However, I am confident that my children remain safe at school.  I remain assured that goodness will prevail and it will outweigh the badness in the world.  I believe in the power of love. 
 
 
With love, we will take the time to heal, to rise up and support one another with supreme humanity. The power of love in the lives of twenty-six souls will carry on, deeply embedded in our core and emblazoned in our memory forever.  



Never forget.  12-14-12


 

Wednesday, December 19, 2012

Barf on the Shelf

I was at kickboxing class last night when the mom in front of me spontaneously broke intro a lyrical and arrogant soliloquy about how amazing she is with her Elf on the Shelf. Her long story, which commanded every one's attention and delayed the start of my fitness class by a crucial 3 minutes, actually ended with a curtsy. A freaking curtsy! Because her Elf made a mess and she made her kids help clean it up and therefore she was not only an awesome mom teaching her kids important lessons about cleaning up messes but she also wins the Elf on the Shelf mommy wars.

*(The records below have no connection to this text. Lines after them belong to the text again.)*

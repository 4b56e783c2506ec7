//! Output Capture
//!
//! Synchronous bookkeeping for one command's output: normalization, line
//! emission, the cumulative transcript and the unretrieved-output cursor.

use crate::config::NormalizerConfig;
use crate::terminal::{remove_last_line_artifacts, LineBuffer, OutputNormalizer};

/// Result of feeding one raw chunk
#[derive(Debug, Default, Clone, PartialEq, Eq)]
pub struct CapturedChunk {
    /// Normalized text of the chunk
    pub text: String,
    /// Lines ready to be emitted to a listener
    pub lines: Vec<String>,
}

/// Per-command output accounting
///
/// Invariant: `retrieved <= full_output.len()` and `retrieved` never
/// decreases.
#[derive(Debug)]
pub struct OutputCapture {
    normalizer: OutputNormalizer,
    lines: LineBuffer,
    full_output: String,
    retrieved: usize,
    listening: bool,
    announced: bool,
}

impl OutputCapture {
    pub fn new(command: impl Into<String>, config: NormalizerConfig) -> Self {
        Self {
            normalizer: OutputNormalizer::new(command, config),
            lines: LineBuffer::new(),
            full_output: String::new(),
            retrieved: 0,
            listening: true,
            announced: false,
        }
    }

    /// Feed one raw chunk from the host
    pub fn push_chunk(&mut self, chunk: &str) -> CapturedChunk {
        let text = self.normalizer.normalize(chunk);
        let lines = self.push_text(&text);
        CapturedChunk { text, lines }
    }

    /// Flush everything still buffered once the stream has ended
    ///
    /// Returns the remaining lines for a listener, including the
    /// unterminated last line with its prompt debris removed.
    pub fn finish(&mut self) -> Vec<String> {
        let tail = self.normalizer.finish();
        let mut lines = self.push_text(&tail);

        if self.listening {
            lines.extend(self.lines.take_remaining());
            self.retrieved = self.full_output.len();
        }
        lines
    }

    /// Stop emitting lines; the buffered partial line is returned as a
    /// last line and everything after it is left for [`Self::drain`]
    pub fn stop_listening(&mut self) -> Option<String> {
        if !self.listening {
            return None;
        }
        self.listening = false;

        let rest = self.lines.take_remaining();
        self.retrieved = self.full_output.len();
        rest
    }

    /// Stop emitting lines without flushing; the partial line stays
    /// unretrieved
    pub fn detach(&mut self) {
        self.listening = false;
        self.lines = LineBuffer::new();
    }

    /// Record a line produced by termpool itself rather than the host
    ///
    /// The line joins the transcript and counts as retrieved when a
    /// listener receives it.
    pub fn push_notice(&mut self, line: &str) -> Option<String> {
        self.full_output.push_str(line);
        self.full_output.push('\n');
        if !self.listening {
            return None;
        }
        self.retrieved = self.full_output.len();
        Some(line.to_string())
    }

    /// Output not yet seen by the caller, then mark it seen
    pub fn drain(&mut self) -> String {
        let unretrieved = &self.full_output[self.retrieved..];
        let cleaned = remove_last_line_artifacts(unretrieved);
        self.retrieved = self.full_output.len();
        cleaned
    }

    pub fn is_listening(&self) -> bool {
        self.listening
    }

    /// Everything normalized so far
    pub fn full_output(&self) -> &str {
        &self.full_output
    }

    /// Byte offset of the first unretrieved byte
    pub fn retrieved_index(&self) -> usize {
        self.retrieved
    }

    fn push_text(&mut self, text: &str) -> Vec<String> {
        if text.is_empty() {
            return Vec::new();
        }

        let mut emitted = Vec::new();
        if !self.announced && self.full_output.is_empty() {
            self.announced = true;
            if self.listening {
                emitted.push(String::new());
            }
        }

        self.full_output.push_str(text);
        if !self.listening {
            return emitted;
        }

        emitted.extend(self.lines.push(text));
        let seen = self.full_output.len() - self.lines.len();
        self.retrieved = self.retrieved.max(seen);
        emitted
    }
}
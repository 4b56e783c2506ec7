//! Caller-side handle for a running command

use super::events::{ProcessCompletion, ProcessEvent, ProcessEvents};
use super::process::CommandProcess;
use crate::error::Result;

/// What `run_command` hands back: the event stream, the completion future
/// and access to the process itself
#[derive(Debug)]
pub struct CommandHandle {
    process: CommandProcess,
    events: ProcessEvents,
    completion: ProcessCompletion,
}

impl CommandHandle {
    pub(crate) fn new(
        process: CommandProcess,
        events: ProcessEvents,
        completion: ProcessCompletion,
    ) -> Self {
        Self {
            process,
            events,
            completion,
        }
    }

    /// Wait for the next event; `None` after the final one
    pub async fn next_event(&mut self) -> Option<ProcessEvent> {
        self.events.recv().await
    }

    /// Take an already delivered event without waiting
    pub fn try_next_event(&mut self) -> Option<ProcessEvent> {
        self.events.try_recv()
    }

    /// Wait for completion without listening to lines
    ///
    /// Lines that are not consumed stay available through the drain.
    pub async fn wait(self) -> Result<()> {
        let Self {
            events, completion, ..
        } = self;
        drop(events);
        completion.await
    }

    /// Split into the event stream and the completion future
    pub fn into_parts(self) -> (ProcessEvents, ProcessCompletion) {
        (self.events, self.completion)
    }

    pub fn process(&self) -> &CommandProcess {
        &self.process
    }

    /// See [`CommandProcess::stop_listening`]
    pub fn stop_listening(&self) {
        self.process.stop_listening();
    }

    pub fn is_hot(&self) -> bool {
        self.process.is_hot()
    }

    /// See [`CommandProcess::unretrieved_output`]
    pub fn unretrieved_output(&self) -> String {
        self.process.unretrieved_output()
    }
}
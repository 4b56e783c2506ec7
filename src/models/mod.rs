//! Core data models for termpool
//!
//! Session-level domain types shared by the registry, the pool and the
//! command processes.

pub mod terminal_session;

// Re-exports for convenience
pub use terminal_session::{SessionId, SessionStatus, SessionSummary, TerminalSession};
//! Line Emission
//!
//! Accumulates normalized text and hands out complete lines as soon as
//! their terminating newline arrives.

use super::output::remove_last_line_artifacts;

/// Buffer of text not yet terminated by a newline
#[derive(Debug, Default, Clone)]
pub struct LineBuffer {
    pending: String,
}

impl LineBuffer {
    pub fn new() -> Self {
        Self::default()
    }

    /// Append text and return every line it completed
    ///
    /// Lines are right-trimmed, so a `\r` before the newline never reaches
    /// the caller.
    pub fn push(&mut self, text: &str) -> Vec<String> {
        self.pending.push_str(text);

        let Some(last_newline) = self.pending.rfind('\n') else {
            return Vec::new();
        };

        let rest = self.pending.split_off(last_newline + 1);
        let complete = std::mem::replace(&mut self.pending, rest);

        complete[..last_newline]
            .split('\n')
            .map(|line| line.trim_end().to_string())
            .collect()
    }

    /// Take the unterminated remainder, with a trailing prompt character
    /// removed; `None` when nothing meaningful is left
    pub fn take_remaining(&mut self) -> Option<String> {
        let rest = std::mem::take(&mut self.pending);
        let cleaned = remove_last_line_artifacts(&rest);
        (!cleaned.is_empty()).then_some(cleaned)
    }

    /// Bytes waiting for a newline
    pub fn len(&self) -> usize {
        self.pending.len()
    }

    pub fn is_empty(&self) -> bool {
        self.pending.is_empty()
    }
}
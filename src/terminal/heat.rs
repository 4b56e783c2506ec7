//! Hot/Cool Tracking
//!
//! A command is "hot" while its output is still changing. Every chunk
//! restarts a timer whose length depends on whether the chunk looks like a
//! build in progress; the command cools down when the timer runs out.

use std::sync::atomic::{AtomicBool, Ordering};
use std::sync::{Arc, Mutex};
use std::time::Duration;
use tokio::task::JoinHandle;
use tracing::trace;

use crate::config::ExecutionConfig;

/// Whether `text` looks like a build that is still running
///
/// True when the text contains a compiling marker and none of the
/// nullifiers. Matching ignores case on both sides.
pub fn is_compiling<S: AsRef<str>>(text: &str, markers: &[S], nullifiers: &[S]) -> bool {
    let lower = text.to_lowercase();
    let contains = |needle: &S| {
        let needle = needle.as_ref();
        !needle.is_empty() && lower.contains(&needle.to_lowercase())
    };
    markers.iter().any(contains) && !nullifiers.iter().any(contains)
}

/// Hot period to use after a chunk containing `text`
pub fn hot_period(text: &str, config: &ExecutionConfig) -> Duration {
    if is_compiling(text, &config.compiling_markers, &config.marker_nullifiers) {
        config.hot_timeout_compiling()
    } else {
        config.hot_timeout_normal()
    }
}

/// Resettable hot timer
///
/// Must be reset from inside a tokio runtime. The pending timer task is
/// aborted on reset, cancel and drop.
#[derive(Debug, Default)]
pub struct HotTimer {
    hot: Arc<AtomicBool>,
    task: Mutex<Option<JoinHandle<()>>>,
}

impl HotTimer {
    pub fn new() -> Self {
        Self::default()
    }

    /// Whether the timer is pending
    pub fn is_hot(&self) -> bool {
        self.hot.load(Ordering::SeqCst)
    }

    /// Mark hot and cool down after `period` unless reset again
    pub fn reset(&self, period: Duration) {
        let mut task = self.lock_task();
        if let Some(previous) = task.take() {
            previous.abort();
        }

        self.hot.store(true, Ordering::SeqCst);
        let hot = Arc::clone(&self.hot);
        *task = Some(tokio::spawn(async move {
            tokio::time::sleep(period).await;
            hot.store(false, Ordering::SeqCst);
            trace!("Hot timer expired after {:?}", period);
        }));
    }

    /// Stop the timer and force cool
    pub fn cancel(&self) {
        if let Some(previous) = self.lock_task().take() {
            previous.abort();
        }
        self.hot.store(false, Ordering::SeqCst);
    }

    fn lock_task(&self) -> std::sync::MutexGuard<'_, Option<JoinHandle<()>>> {
        // A poisoned lock only means a panic elsewhere; the handle is still usable
        self.task.lock().unwrap_or_else(|e| e.into_inner())
    }
}

impl Drop for HotTimer {
    fn drop(&mut self) {
        if let Some(task) = self.lock_task().take() {
            task.abort();
        }
    }
}
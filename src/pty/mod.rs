//! Pseudoterminal (PTY) Host
//!
//! Standalone terminal host: commands run in portable-pty pseudoterminals
//! and their output is decoded into host output streams.

pub mod host;
pub mod process;
pub mod streams;

// Re-exports for convenience
pub use host::PtyHost;
pub use process::{shell_quote, spawn_command, wrap_command};
pub use streams::{output_stream, Utf8Decoder};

And it reminded me of this blog post by Jen at People I Want to Punch in the Throat. Yes, that is the title of her blog and it makes me love her, because I too want to punch Over-Achieving Elf on the Shelf mommies in the throat.

If you haven't read it -- RUN, don't walk -- over to her blog.

It came to my attention recently that not only do I suck at creating Christmas magic with my own kids, apparently I ruin it for other peoples' kids too.

Friend: You suck. Your daughter told my daughter that you told her that the elf isn't moving by himself -- that the parents do it.
Me: Yeah sorry about that, but they do. It doesn't move on its own.
Friend: I fucking know that.
Me: Well now your kids know it too.
 

But then, when I went home and had a second to think about it, I felt kind of bad. Just because I am a pragmatic and simple woman doesn't mean I need to ruin peoples' Christmas. So, friend, if you are out there reading this, I have been feeling kind of sorry.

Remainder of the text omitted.